First Impressions of ACCESS-S2 Antarctic Sea Ice Forecast
Elio Campitelli Monash University
ACCESS-S2, the Australian Bureau of Meteorology's current operational seasonal forecast system, generates initial conditions by assimilating oceanic and atmospheric data. Unlike its predecessor ACCESS-S1, it does not incorporate sea ice concentration observations. Hence, the sea ice initial state is formed by the ocean initial conditions.
Our study evaluates ACCESS-S2's performance in forecasting sea ice concentration in polar regions, with a focus on Antarctica. Using hindcast and reanalysis data from 1981 to 2018, we assess the system's skill and investigate sources of error. Results indicate that ACCESS-S2 generally exhibits low skill in forecasting sea ice extent and concentration anomalies when compared to a simple persistence forecast. The system also displays high biases, particularly during summer months.
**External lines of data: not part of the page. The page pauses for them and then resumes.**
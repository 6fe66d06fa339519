//! Collaborative Notes: a plain multi-line editor. Contents live only as
//! long as the window does.

use crossterm::event::{Event, KeyCode, KeyModifiers};
use indoc::indoc;
use ratatui::layout::Rect;
use ratatui::style::{Modifier, Style};
use ratatui::text::{Line, Span};
use ratatui::widgets::Paragraph;

use super::{Component, ComponentContext, key_press};
use crate::ui::UiFrame;

const WELCOME: &str = indoc! {"
    # Welcome to Ptahhotep!

    ✨ This is your collaborative workspace
    📝 Share notes with your team
    🔗 Link to automations
    ⚡ Build workflows

    ## Quick Start:
    1. Create automation workflows in Chainer
    2. Aggregate web data with Razor
    3. Add mini-browsers for monitoring
    4. Collaborate in real-time

    ---
    Start typing your notes below...
"};

#[derive(Debug, Clone)]
pub struct NotesPanel {
    lines: Vec<String>,
    /// Cursor as (line, char column).
    cursor: (usize, usize),
    scroll: usize,
}

impl Default for NotesPanel {
    fn default() -> Self {
        Self::new()
    }
}

impl NotesPanel {
    pub fn new() -> Self {
        Self::with_text(WELCOME)
    }

    pub fn with_text(text: &str) -> Self {
        let mut lines: Vec<String> = text.split('\n').map(str::to_string).collect();
        if lines.is_empty() {
            lines.push(String::new());
        }
        Self {
            lines,
            cursor: (0, 0),
            scroll: 0,
        }
    }

    pub fn text(&self) -> String {
        self.lines.join("\n")
    }

    pub fn cursor(&self) -> (usize, usize) {
        self.cursor
    }

    fn line_len(&self, row: usize) -> usize {
        self.lines.get(row).map_or(0, |l| l.chars().count())
    }

    fn byte_index(line: &str, col: usize) -> usize {
        line.char_indices()
            .nth(col)
            .map(|(i, _)| i)
            .unwrap_or(line.len())
    }

    fn insert_char(&mut self, ch: char) {
        let (row, col) = self.cursor;
        let line = &mut self.lines[row];
        let idx = Self::byte_index(line, col);
        line.insert(idx, ch);
        self.cursor.1 += 1;
    }

    fn newline(&mut self) {
        let (row, col) = self.cursor;
        let idx = Self::byte_index(&self.lines[row], col);
        let rest = self.lines[row].split_off(idx);
        self.lines.insert(row + 1, rest);
        self.cursor = (row + 1, 0);
    }

    fn backspace(&mut self) {
        let (row, col) = self.cursor;
        if col > 0 {
            let line = &mut self.lines[row];
            let idx = Self::byte_index(line, col - 1);
            line.remove(idx);
            self.cursor.1 -= 1;
        } else if row > 0 {
            let current = self.lines.remove(row);
            let prev_len = self.line_len(row - 1);
            self.lines[row - 1].push_str(&current);
            self.cursor = (row - 1, prev_len);
        }
    }

    fn delete(&mut self) {
        let (row, col) = self.cursor;
        if col < self.line_len(row) {
            let line = &mut self.lines[row];
            let idx = Self::byte_index(line, col);
            line.remove(idx);
        } else if row + 1 < self.lines.len() {
            let next = self.lines.remove(row + 1);
            self.lines[row].push_str(&next);
        }
    }

    fn move_vertical(&mut self, down: bool) {
        let (row, col) = self.cursor;
        let target = if down {
            (row + 1).min(self.lines.len() - 1)
        } else {
            row.saturating_sub(1)
        };
        self.cursor = (target, col.min(self.line_len(target)));
    }

    fn move_horizontal(&mut self, right: bool) {
        let (row, col) = self.cursor;
        if right {
            if col < self.line_len(row) {
                self.cursor.1 += 1;
            } else if row + 1 < self.lines.len() {
                self.cursor = (row + 1, 0);
            }
        } else if col > 0 {
            self.cursor.1 -= 1;
        } else if row > 0 {
            self.cursor = (row - 1, self.line_len(row - 1));
        }
    }

    fn keep_cursor_visible(&mut self, height: usize) {
        if height == 0 {
            return;
        }
        let row = self.cursor.0;
        if row < self.scroll {
            self.scroll = row;
        } else if row >= self.scroll + height {
            self.scroll = row + 1 - height;
        }
    }
}

impl Component for NotesPanel {
    fn render(&mut self, frame: &mut UiFrame<'_>, area: Rect, ctx: &ComponentContext) {
        if area.width == 0 || area.height == 0 {
            return;
        }
        let base = Style::default().bg(crate::theme::surface_bg());
        frame.fill(area, " ", base);
        self.keep_cursor_visible(area.height as usize);

        let (cursor_row, cursor_col) = self.cursor;
        let lines: Vec<Line> = self
            .lines
            .iter()
            .enumerate()
            .skip(self.scroll)
            .take(area.height as usize)
            .map(|(idx, text)| {
                let style = if text.starts_with('#') {
                    base.fg(crate::theme::accent()).add_modifier(Modifier::BOLD)
                } else {
                    base
                };
                if idx != cursor_row || !ctx.focused() {
                    return Line::from(Span::styled(text.clone(), style));
                }
                let chars: Vec<char> = text.chars().collect();
                let before: String = chars[..cursor_col].iter().collect();
                let at = chars
                    .get(cursor_col)
                    .map(|c| c.to_string())
                    .unwrap_or_else(|| " ".to_string());
                let after: String = chars.iter().skip(cursor_col + 1).collect();
                Line::from(vec![
                    Span::styled(before, style),
                    Span::styled(at, style.add_modifier(Modifier::REVERSED)),
                    Span::styled(after, style),
                ])
            })
            .collect();
        frame.render_widget(Paragraph::new(lines), area);
    }

    fn handle_event(&mut self, event: &Event, _ctx: &ComponentContext) -> bool {
        let Some(key) = key_press(event) else {
            return false;
        };
        if key
            .modifiers
            .intersects(KeyModifiers::CONTROL | KeyModifiers::ALT)
        {
            return false;
        }
        match key.code {
            KeyCode::Char(ch) => self.insert_char(ch),
            KeyCode::Enter => self.newline(),
            KeyCode::Tab => {
                for _ in 0..4 {
                    self.insert_char(' ');
                }
            }
            KeyCode::Backspace => self.backspace(),
            KeyCode::Delete => self.delete(),
            KeyCode::Up => self.move_vertical(false),
            KeyCode::Down => self.move_vertical(true),
            KeyCode::Left => self.move_horizontal(false),
            KeyCode::Right => self.move_horizontal(true),
            KeyCode::Home => self.cursor.1 = 0,
            KeyCode::End => self.cursor.1 = self.line_len(self.cursor.0),
            _ => return false,
        }
        true
    }
}

#[cfg(test)]
mod tests {
    use super::*;
    use crossterm::event::KeyEvent;

    fn send(panel: &mut NotesPanel, code: KeyCode) {
        panel.handle_event(
            &Event::Key(KeyEvent::new(code, KeyModifiers::NONE)),
            &ComponentContext::new(true),
        );
    }

    #[test]
    fn seeded_with_welcome_text() {
        let panel = NotesPanel::new();
        let text = panel.text();
        assert!(text.starts_with("# Welcome to Ptahhotep!"));
        assert!(text.contains("2. Aggregate web data with Razor"));
    }

    #[test]
    fn enter_splits_and_backspace_joins() {
        let mut panel = NotesPanel::with_text("abcd");
        send(&mut panel, KeyCode::Right);
        send(&mut panel, KeyCode::Right);
        send(&mut panel, KeyCode::Enter);
        assert_eq!(panel.text(), "ab\ncd");
        assert_eq!(panel.cursor(), (1, 0));
        send(&mut panel, KeyCode::Backspace);
        assert_eq!(panel.text(), "abcd");
        assert_eq!(panel.cursor(), (0, 2));
    }

    #[test]
    fn vertical_moves_clamp_column() {
        let mut panel = NotesPanel::with_text("long line\nab");
        send(&mut panel, KeyCode::End);
        send(&mut panel, KeyCode::Down);
        assert_eq!(panel.cursor(), (1, 2));
        send(&mut panel, KeyCode::Down);
        assert_eq!(panel.cursor(), (1, 2));
    }

    #[test]
    fn delete_at_line_end_pulls_next_line() {
        let mut panel = NotesPanel::with_text("a\nb");
        send(&mut panel, KeyCode::End);
        send(&mut panel, KeyCode::Delete);
        assert_eq!(panel.text(), "ab");
    }

    #[test]
    fn control_keys_pass_through() {
        let mut panel = NotesPanel::with_text("");
        let handled = panel.handle_event(
            &Event::Key(KeyEvent::new(KeyCode::Char('q'), KeyModifiers::CONTROL)),
            &ComponentContext::new(true),
        );
        assert!(!handled);
        assert_eq!(panel.text(), "");
    }
}
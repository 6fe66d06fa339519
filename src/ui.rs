//! UiFrame: a thin wrapper around `ratatui::Frame` that clamps drawing to the
//! visible area, plus the pixel/cell conversion used by the window view.
//!
//! Windows live in logical pixels and routinely extend past the right or
//! bottom edge of the terminal. Every draw goes through `UiFrame`, which
//! intersects the target with the visible area, so the window view can paint
//! full-size chrome without bounds checks of its own.
use ratatui::Frame;
use ratatui::buffer::Buffer;
use ratatui::layout::Rect;
use ratatui::style::Style;
use ratatui::widgets::Widget;

use crate::constants::{DEFAULT_CELL_HEIGHT, DEFAULT_CELL_WIDTH, HEADER_HEIGHT};
use crate::window::{Point, Size};

/// Wrapper around `ratatui::Frame` that clamps drawing to the visible area.
pub struct UiFrame<'a> {
    area: Rect,
    buffer: &'a mut Buffer,
}

impl<'a> UiFrame<'a> {
    pub fn new(frame: &'a mut Frame<'_>) -> Self {
        let area = frame.area();
        let buffer = frame.buffer_mut();
        Self { area, buffer }
    }

    /// Construct a `UiFrame` directly from an area and buffer. Used by tests
    /// and by any caller rendering into an offscreen buffer.
    pub fn from_parts(area: Rect, buffer: &'a mut Buffer) -> Self {
        Self { area, buffer }
    }

    pub fn area(&self) -> Rect {
        self.area
    }

    pub fn buffer_mut(&mut self) -> &mut Buffer {
        self.buffer
    }

    fn clip_rect(&self, rect: Rect) -> Option<Rect> {
        let clipped = rect.intersection(self.area);
        if clipped.width == 0 || clipped.height == 0 {
            None
        } else {
            Some(clipped)
        }
    }

    pub fn render_widget<W>(&mut self, widget: W, area: Rect)
    where
        W: Widget,
    {
        if let Some(clipped) = self.clip_rect(area) {
            widget.render(clipped, self.buffer);
        }
    }

    /// Write `text` at `(x, y)`, truncated to the visible area.
    pub fn set_string(&mut self, x: u16, y: u16, text: &str, style: Style) {
        let bounds = self.area;
        safe_set_string(self.buffer, bounds, x, y, text, style);
    }

    /// Restyle every visible cell of `area`.
    pub fn fill(&mut self, area: Rect, symbol: &str, style: Style) {
        let Some(clipped) = self.clip_rect(area) else {
            return;
        };
        for y in clipped.y..clipped.y.saturating_add(clipped.height) {
            for x in clipped.x..clipped.x.saturating_add(clipped.width) {
                if let Some(cell) = self.buffer.cell_mut((x, y)) {
                    cell.set_symbol(symbol);
                    cell.set_style(style);
                }
            }
        }
    }
}

pub(crate) fn safe_set_string(
    buffer: &mut Buffer,
    bounds: Rect,
    x: u16,
    y: u16,
    text: &str,
    style: Style,
) {
    if bounds.width == 0 || bounds.height == 0 {
        return;
    }
    let max_x = bounds.x.saturating_add(bounds.width);
    let max_y = bounds.y.saturating_add(bounds.height);
    if x < bounds.x || x >= max_x || y < bounds.y || y >= max_y {
        return;
    }
    let available = max_x.saturating_sub(x);
    if available == 0 {
        return;
    }
    let text = truncate_to_width(text, available as usize);
    buffer.set_string(x, y, text, style);
}

pub(crate) fn truncate_to_width(value: &str, width: usize) -> String {
    if value.chars().count() <= width {
        return value.to_string();
    }
    value.chars().take(width).collect()
}

pub fn rect_contains(rect: Rect, column: u16, row: u16) -> bool {
    if rect.width == 0 || rect.height == 0 {
        return false;
    }
    let max_x = rect.x.saturating_add(rect.width);
    let max_y = rect.y.saturating_add(rect.height);
    column >= rect.x && column < max_x && row >= rect.y && row < max_y
}

/// Pixel size of one terminal cell.
#[derive(Debug, Clone, Copy, PartialEq, Eq)]
pub struct CellMetrics {
    pub cell_width: u16,
    pub cell_height: u16,
}

impl Default for CellMetrics {
    fn default() -> Self {
        Self {
            cell_width: DEFAULT_CELL_WIDTH,
            cell_height: DEFAULT_CELL_HEIGHT,
        }
    }
}

impl CellMetrics {
    pub fn new(cell_width: u16, cell_height: u16) -> Self {
        Self {
            cell_width: cell_width.max(1),
            cell_height: cell_height.max(1),
        }
    }

    /// Pixel coordinate of the top-left corner of a cell.
    pub fn cell_to_point(&self, column: u16, row: u16) -> Point {
        Point::new(
            column as i32 * self.cell_width as i32,
            row as i32 * self.cell_height as i32,
        )
    }

    pub fn columns(&self, px: i32) -> u16 {
        to_cells(px, self.cell_width)
    }

    pub fn rows(&self, px: i32) -> u16 {
        to_cells(px, self.cell_height)
    }

    /// Rows taken by the window header; never less than one.
    pub fn header_rows(&self) -> u16 {
        let h = self.cell_height as i32;
        to_cells(HEADER_HEIGHT + h - 1, self.cell_height).max(1)
    }

    /// Cell rectangle covering a pixel-space window. Only non-negative
    /// origins reach here, the registry clamps them.
    pub fn window_rect(&self, position: Point, size: Size) -> Rect {
        let x = self.columns(position.x);
        let y = self.rows(position.y);
        let width = self.columns(size.width).min(u16::MAX - x);
        let height = self.rows(size.height).min(u16::MAX - y);
        Rect::new(x, y, width, height)
    }
}

fn to_cells(px: i32, per_cell: u16) -> u16 {
    let cells = px.max(0) / per_cell.max(1) as i32;
    cells.min(u16::MAX as i32) as u16
}

#[cfg(test)]
mod tests {
    use super::*;
    use ratatui::buffer::Buffer;
    use ratatui::layout::Rect;
    use ratatui::style::Style;

    #[test]
    fn safe_set_string_clips_and_truncates() {
        let area = Rect {
            x: 0,
            y: 0,
            width: 3,
            height: 1,
        };
        let mut buf = Buffer::empty(area);
        safe_set_string(&mut buf, area, 1, 0, "hello", Style::default());
        assert_eq!(buf.cell((1, 0)).map(|c| c.symbol()), Some("h"));
        assert_eq!(buf.cell((2, 0)).map(|c| c.symbol()), Some("e"));
        safe_set_string(&mut buf, area, 9, 0, "x", Style::default());
    }

    #[test]
    fn fill_ignores_cells_outside_area() {
        let area = Rect::new(0, 0, 4, 2);
        let mut buf = Buffer::empty(area);
        let mut frame = UiFrame::from_parts(area, &mut buf);
        frame.fill(Rect::new(2, 1, 10, 10), "#", Style::default());
        assert_eq!(buf.cell((3, 1)).map(|c| c.symbol()), Some("#"));
        assert_eq!(buf.cell((1, 1)).map(|c| c.symbol()), Some(" "));
    }

    #[test]
    fn metrics_map_pixels_to_cells() {
        let m = CellMetrics::new(8, 16);
        assert_eq!(m.cell_to_point(10, 3), Point::new(80, 48));
        assert_eq!(m.header_rows(), 3);
        assert_eq!(
            m.window_rect(Point::new(50, 100), Size::new(400, 450)),
            Rect::new(6, 6, 50, 28)
        );
    }

    #[test]
    fn header_rows_round_up() {
        assert_eq!(CellMetrics::new(8, 20).header_rows(), 3);
        assert_eq!(CellMetrics::new(8, 64).header_rows(), 1);
    }

    #[test]
    fn rect_contains_edge_cases() {
        assert!(!rect_contains(Rect::new(0, 0, 0, 5), 0, 0));
        let r = Rect::new(1, 1, 3, 3);
        assert!(rect_contains(r, 1, 1));
        assert!(!rect_contains(r, 4, 1));
    }
}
Analysis reveals that a significant portion of forecast errors stems from inaccuracies in initial conditions. This suggests that incorporating sea ice concentration data into the forecasting system could potentially reduce these errors, thereby improving overall forecast accuracy. Our findings highlight the importance of sea ice data assimilation in enhancing polar region predictions and provide valuable insights for future improvements to the ACCESS-S2 system.
ABSTRACT
Modelling the Weather of the 21st Century
Julie Arblaster Monash University
Improving the models we work with is fundamental to improving our ability to predict and understand future weather change. In the Modelling Science project of the Centre of Excellence for 21st Century weather, we are building km-scale versions of the ACCESS model, both regional and global, coupled and uncoupled. This talk will provide an update of the science and improved modelling capability we are undertaking to e.g. understand the role of small-scale SST gradients on atmospheric phenomena, including tropical cyclones and coastal processes; quantify the role of surface heterogeneity on weather systems; and identify the impact of small-small coupling on the large scale weather and climate.
ABSTRACT
CMIP6 evaluation on the dynamical evolution of the SH polar vortex anomalies
Eun-Pa Lim Bureau of Meteorology
The springtime stratospheric polar vortex variability over Antarctica is an important source of predictability of the southern annular mode (SAM) and associated southern hemisphere (SH) regional climate in austral spring-summer seasons. The Antarctic spring vortex anomalies often result from the poleward and downward progression of the meridional dipole anomalies of the SH stratospheric winter jet with vigorous wave-mean flow feedback. This dynamical process is conveniently captured by the anti-correlation of the zonal mean zonal wind anomalies at 60°S in the upper stratosphere between winter and spring. In this study, we evaluate the ability of CMIP6 models to simulate the dynamical connections from the stratospheric winter jet to the spring polar vortex to its downward coupling to the tropospheric SAM. We examine zonal winds from 41 models at all available pressure levels with the historical forcing’s and the future forcing’s following the Shared Socioeconomic Pathway 5-8.5.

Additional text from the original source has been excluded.